Vf=PiViTf/TiPf then plugged in 1/6d^3 for the volumes and then found out that.....

df^3=PiTfdi^3/TiPf.......(380240*298*.0219^3/(285*101300))^1/3 and then got .125 m

15. Jun 29, 2009

cepheid

Staff Emeritus
The volume of a sphere is given by (4/3)πr3

Even converting to diameter, that turns into (π/6)d3, which is not the same as what you have written there.

I haven't checked your other work closely yet.

16. Jun 29, 2009

talaroue

Oh right, but it cancels either way

17. Jun 29, 2009

talaroue

that is the work i did before i switched the pressure so the anwser i really got is not .0344 m( either way thats wrong too) but .1235 m

18. Jun 29, 2009

cepheid

Staff Emeritus
The initial temperature is 287 K, not 285 K.
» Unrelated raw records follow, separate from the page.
//! Cross-pass diffing and fade bookkeeping.
//!
//! The scheduler compares consecutive results by [`ObjectKey`] and emits the
//! smallest change set that moves a drawable sink from one to the other.
//! Removed objects stay visually present until their fade-out window ends.

use std::collections::{BTreeMap, BTreeSet};

use foundation::math::{ConvexPolygon, Vec2, approx_eq};
use foundation::time::{Time, TimeSpan};

use crate::candidate::ObjectKey;
use crate::config::FadeSettings;
use crate::result::{LayoutResult, PlacedObject};

const POSITION_EPS_PX: f64 = 0.01;
const ROTATION_EPS: f64 = 1e-6;

#[derive(Debug, Clone, PartialEq, Eq)]
pub enum ChangeReason {
    Shown,
    Hidden,
    /// Absorbed into (member removed) or created as (cluster added) `cluster`.
    Clustered { cluster: ObjectKey },
    /// Released from (member added) or dissolution of (cluster removed) `cluster`.
    Declustered { cluster: ObjectKey },
}

#[derive(Debug, Clone, PartialEq)]
pub struct AddedObject {
    pub object: PlacedObject,
    pub fade: TimeSpan,
    pub reason: ChangeReason,
}

#[derive(Debug, Clone, PartialEq)]
pub struct UpdatedObject {
    pub object: PlacedObject,
}

#[derive(Debug, Clone, PartialEq)]
pub struct RemovedObject {
    /// Last placed state, for drawing the fade-out.
    pub object: PlacedObject,
    pub fade: TimeSpan,
    pub reason: ChangeReason,
}

/// Minimal update for a drawable sink. Each list is in key order.
#[derive(Debug, Clone, Default, PartialEq)]
pub struct ChangeSet {
    pub time: Time,
    pub added: Vec<AddedObject>,
    pub updated: Vec<UpdatedObject>,
    pub removed: Vec<RemovedObject>,
    /// Placement polygons of every active object, when debug boundaries are on.
    pub debug_boundaries: Option<Vec<ConvexPolygon>>,
}

impl ChangeSet {
    pub fn is_empty(&self) -> bool {
        self.added.is_empty() && self.updated.is_empty() && self.removed.is_empty()
    }
}

#[derive(Debug, Clone, Default)]
pub struct FadeScheduler {
    active: BTreeSet<ObjectKey>,
    fading_in: BTreeMap<ObjectKey, TimeSpan>,
    fading_out: BTreeMap<ObjectKey, TimeSpan>,
}

impl FadeScheduler {
    pub fn new() -> Self {
        Self::default()
    }

    /// Diffs `next` against `prev` and records the resulting fades.
    pub fn diff(
        &mut self,
        prev: &LayoutResult,
        next: &LayoutResult,
        fades: FadeSettings,
        debug_boundaries: bool,
    ) -> ChangeSet {
        let t = next.time;
        let mut changes = ChangeSet {
            time: t,
            debug_boundaries: debug_boundaries.then(|| next.boundaries()),
            ..ChangeSet::default()
        };

        for (key, obj) in &next.objects {
            match prev.objects.get(key) {
                Some(before) => {
                    if moved(before, obj) {
                        changes.updated.push(UpdatedObject {
                            object: obj.clone(),
                        });
                    }
                }
                None => {
                    let (reason, duration) = added_reason(key, obj, prev, fades);
                    let fade = TimeSpan::starting_at(t, duration);
                    self.fading_out.remove(key);
                    self.fading_in.insert(key.clone(), fade);
                    changes.added.push(AddedObject {
                        object: obj.clone(),
                        fade,
                        reason,
                    });
                }
            }
        }

        for (key, obj) in &prev.objects {
            if next.objects.contains_key(key) {
                continue;
            }
            let (reason, duration) = removed_reason(key, prev, next, fades);
            let fade = TimeSpan::starting_at(t, duration);
            self.fading_in.remove(key);
            self.fading_out.insert(key.clone(), fade);
            changes.removed.push(RemovedObject {
                object: obj.clone(),
                fade,
                reason,
            });
        }

        self.active = next.objects.keys().cloned().collect();
        changes
    }

    /// Forgets fades whose window ended at or before `now`.
    pub fn expire(&mut self, now: Time) {
        self.fading_in.retain(|_, w| now.0 < w.end.0);
        self.fading_out.retain(|_, w| now.0 < w.end.0);
    }

    /// Some tracked window ended at or before `now` and can be expired.
    pub fn needs_expiry(&self, now: Time) -> bool {
        self.fading_in
            .values()
            .chain(self.fading_out.values())
            .any(|w| now.0 >= w.end.0)
    }

    pub fn has_active_fades(&self, now: Time) -> bool {
        self.fading_in
            .values()
            .chain(self.fading_out.values())
            .any(|w| now.0 < w.end.0)
    }

    /// Opacity in `[0, 1]` a sink should draw `key` with at `now`.
    pub fn visual_alpha(&self, key: &ObjectKey, now: Time) -> f64 {
        if self.active.contains(key) {
            return self
                .fading_in
                .get(key)
                .map_or(1.0, |w| w.progress(now));
        }
        match self.fading_out.get(key) {
            Some(w) if now.0 < w.end.0 => 1.0 - w.progress(now),
            _ => 0.0,
        }
    }

    /// Active, or still inside its fade-out window.
    pub fn is_visually_present(&self, key: &ObjectKey, now: Time) -> bool {
        self.active.contains(key)
            || self
                .fading_out
                .get(key)
                .is_some_and(|w| now.0 < w.end.0)
    }

    pub fn fading_out(&self) -> impl Iterator<Item = (&ObjectKey, &TimeSpan)> {
        self.fading_out.iter()
    }
}

fn moved(a: &PlacedObject, b: &PlacedObject) -> bool {
    !close(a.screen_pos, b.screen_pos)
        || !close(a.offset, b.offset)
        || !approx_eq(a.rotation, b.rotation, ROTATION_EPS)
}

fn close(a: Vec2, b: Vec2) -> bool {
    approx_eq(a.x, b.x, POSITION_EPS_PX) && approx_eq(a.y, b.y, POSITION_EPS_PX)
}

fn added_reason(
    key: &ObjectKey,
    obj: &PlacedObject,
    prev: &LayoutResult,
    fades: FadeSettings,
) -> (ChangeReason, f64) {
    if let Some(params) = &obj.cluster {
        let reason = ChangeReason::Clustered {
            cluster: key.clone(),
        };
        return (reason, fades.transition_in(params.animation_s));
    }
    if let Some(cluster) = prev.memberships.get(key) {
        let animation = prev.clusters.get(cluster).and_then(|c| c.params.animation_s);
        let reason = ChangeReason::Declustered {
            cluster: cluster.clone(),
        };
        return (reason, fades.transition_in(animation));
    }
    (ChangeReason::Shown, fades.fade_in())
}

fn removed_reason(
    key: &ObjectKey,
    prev: &LayoutResult,
    next: &LayoutResult,
    fades: FadeSettings,
) -> (ChangeReason, f64) {
    if let Some(cluster) = next.memberships.get(key) {
        let animation = next.clusters.get(cluster).and_then(|c| c.params.animation_s);
        let reason = ChangeReason::Clustered {
            cluster: cluster.clone(),
        };
        return (reason, fades.transition_out(animation));
    }
    if let Some(cluster) = prev.clusters.get(key) {
        let reason = ChangeReason::Declustered {
            cluster: key.clone(),
        };
        return (reason, fades.transition_out(cluster.params.animation_s));
    }
    (ChangeReason::Hidden, fades.fade_out())
}

#[cfg(test)]
mod tests {
    use super::{ChangeReason, FadeScheduler};
    use crate::candidate::{EntryId, ObjectKey, Placement};
    use crate::cluster::{ClusterParams, ClusterResult};
    use crate::config::FadeSettings;
    use crate::result::{LayoutResult, PlacedObject};
    use foundation::math::{ConvexPolygon, Vec2, Vec3};
    use foundation::time::Time;
    use std::sync::Arc;

    fn key(s: &str) -> ObjectKey {
        ObjectKey::Identity(s.into())
    }

    fn obj(k: &str, x: f64) -> PlacedObject {
        PlacedObject {
            key: key(k),
            entry: Some(EntryId(1)),
            placement: Placement::Center,
            screen_pos: Vec2::new(x, 10.0),
            offset: Vec2::ZERO,
            rotation: 0.0,
            polygon: ConvexPolygon::centered_rect(4.0, 4.0).translated(Vec2::new(x, 10.0)),
            selection_polygon: ConvexPolygon::centered_rect(4.0, 4.0).translated(Vec2::new(x, 10.0)),
            world_anchor: Vec3::ZERO,
            importance: 1.0,
            is_override: false,
            cluster: None,
            content: None,
        }
    }

    fn result(t: f64, objects: &[PlacedObject]) -> LayoutResult {
        LayoutResult {
            time: Time(t),
            objects: objects.iter().map(|o| (o.key.clone(), o.clone())).collect(),
            ..LayoutResult::default()
        }
    }

    fn fades() -> FadeSettings {
        FadeSettings {
            enabled: true,
            fade_in_s: 0.2,
            fade_out_s: 0.5,
        }
    }

    #[test]
    fn unchanged_objects_update_only_when_moved() {
        let mut s = FadeScheduler::new();
        let a = result(0.0, &[obj("a", 10.0), obj("b", 20.0)]);
        let b = result(1.0, &[obj("a", 10.001), obj("b", 25.0)]);
        let changes = s.diff(&a, &b, fades(), false);
        assert!(changes.added.is_empty() && changes.removed.is_empty());
        assert_eq!(changes.updated.len(), 1);
        assert_eq!(changes.updated[0].object.key, key("b"));
        assert_eq!(changes.debug_boundaries, None);
    }

    #[test]
    fn removed_objects_stay_present_exactly_until_fade_end() {
        let mut s = FadeScheduler::new();
        let shown = result(0.0, &[obj("a", 10.0)]);
        s.diff(&LayoutResult::default(), &shown, fades(), false);
        assert_eq!(s.visual_alpha(&key("a"), Time(0.1)), 0.5);

        let hidden = result(1.0, &[]);
        let changes = s.diff(&shown, &hidden, fades(), true);
        assert_eq!(changes.removed.len(), 1);
        assert_eq!(changes.removed[0].reason, ChangeReason::Hidden);
        assert_eq!(changes.removed[0].fade.end, Time(1.5));
        assert_eq!(changes.debug_boundaries, Some(Vec::new()));

        assert!(s.is_visually_present(&key("a"), Time(1.49)));
        assert!(!s.is_visually_present(&key("a"), Time(1.5)));
        assert_eq!(s.visual_alpha(&key("a"), Time(1.25)), 0.5);
        assert!(s.has_active_fades(Time(1.2)));
        assert!(s.needs_expiry(Time(1.5)));
        s.expire(Time(1.5));
        assert!(!s.has_active_fades(Time(1.5)));
    }

    #[test]
    fn reviving_a_fading_object_starts_a_fresh_fade_in() {
        let mut s = FadeScheduler::new();
        let shown = result(0.0, &[obj("a", 10.0)]);
        let hidden = result(1.0, &[]);
        s.diff(&LayoutResult::default(), &shown, fades(), false);
        s.diff(&shown, &hidden, fades(), false);

        let again = result(1.1, &[obj("a", 10.0)]);
        let changes = s.diff(&hidden, &again, fades(), false);
        assert_eq!(changes.added[0].reason, ChangeReason::Shown);
        assert_eq!(changes.added[0].fade.start, Time(1.1));
        assert!(s.fading_out().next().is_none());
        assert!(s.is_visually_present(&key("a"), Time(5.0)));
    }

    #[test]
    fn disabled_fades_are_zero_length() {
        let mut s = FadeScheduler::new();
        let off = FadeSettings {
            enabled: false,
            ..fades()
        };
        let shown = result(0.0, &[obj("a", 10.0)]);
        let hidden = result(1.0, &[]);
        s.diff(&LayoutResult::default(), &shown, off, false);
        let changes = s.diff(&shown, &hidden, off, false);
        assert_eq!(changes.removed[0].fade.duration(), 0.0);
        assert!(!s.is_visually_present(&key("a"), Time(1.0)));
    }

    fn clustered(t: f64, members: &[&str]) -> LayoutResult {
        let ck = ObjectKey::Cluster("cluster-0-test".into());
        let params = Arc::new(ClusterParams::default());
        let mut badge = obj("unused", 50.0);
        badge.key = ck.clone();
        badge.entry = None;
        badge.cluster = Some(params.clone());
        let mut r = result(t, &[badge]);
        for m in members {
            r.memberships.insert(key(m), ck.clone());
        }
        r.clusters.insert(
            ck.clone(),
            ClusterResult {
                key: ck,
                group: 0,
                members: members.iter().map(|m| key(m)).collect(),
                member_ids: vec![EntryId(1), EntryId(2)],
                screen_pos: Vec2::new(50.0, 10.0),
                world_anchor: Vec3::ZERO,
                importance: 1.0,
                footprint: ConvexPolygon::centered_rect(4.0, 4.0),
                content: None,
                params,
                generated: true,
            },
        );
        r
    }

    #[test]
    fn cluster_transitions_use_the_matching_direction() {
        let uneven = FadeSettings {
            enabled: true,
            fade_in_s: 0.2,
            fade_out_s: 1.0,
        };
        let mut s = FadeScheduler::new();
        let loose = result(1.0, &[obj("a", 10.0), obj("b", 20.0)]);
        let merged = clustered(2.0, &["a", "b"]);

        let changes = s.diff(&loose, &merged, uneven, false);
        assert_eq!(changes.removed.len(), 2);
        for r in &changes.removed {
            assert!(matches!(r.reason, ChangeReason::Clustered { .. }));
            assert!((r.fade.duration() - 1.0).abs() < 1e-9);
        }
        assert_eq!(changes.added.len(), 1);
        assert!((changes.added[0].fade.duration() - 0.2).abs() < 1e-9);
        assert!(s.is_visually_present(&key("a"), Time(2.9)));
        assert!(!s.is_visually_present(&key("a"), Time(3.0)));

        let loose_again = result(5.0, &[obj("a", 10.0), obj("b", 20.0)]);
        let changes = s.diff(&merged, &loose_again, uneven, false);
        assert!(changes.added.iter().all(|a| (a.fade.duration() - 0.2).abs() < 1e-9));
        assert!(matches!(changes.removed[0].reason, ChangeReason::Declustered { .. }));
        assert!((changes.removed[0].fade.duration() - 1.0).abs() < 1e-9);
    }
}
I should have an answer soon, and then we can compare.

19. Jun 29, 2009

talaroue

ok thank you

20. Jun 29, 2009

cepheid

Staff Emeritus
I'm not gonna reveal my answer yet ;)

Here's what I have:

$$V_f = \frac{P_i}{P_f}\frac{T_f}{T_i}V_i$$

$$\frac{\pi}{6}d_f^3 = 3.88\frac{298}{287} \frac{\pi}{6}d_i^3$$

$$d_f = \sqrt[3]{3.88\frac{298}{287}d_i^3}$$ ​

Is it any different from your work so far?

EDIT: I see you have exactly the same thing as I do. So, do you get the right answer with the corrected numbers?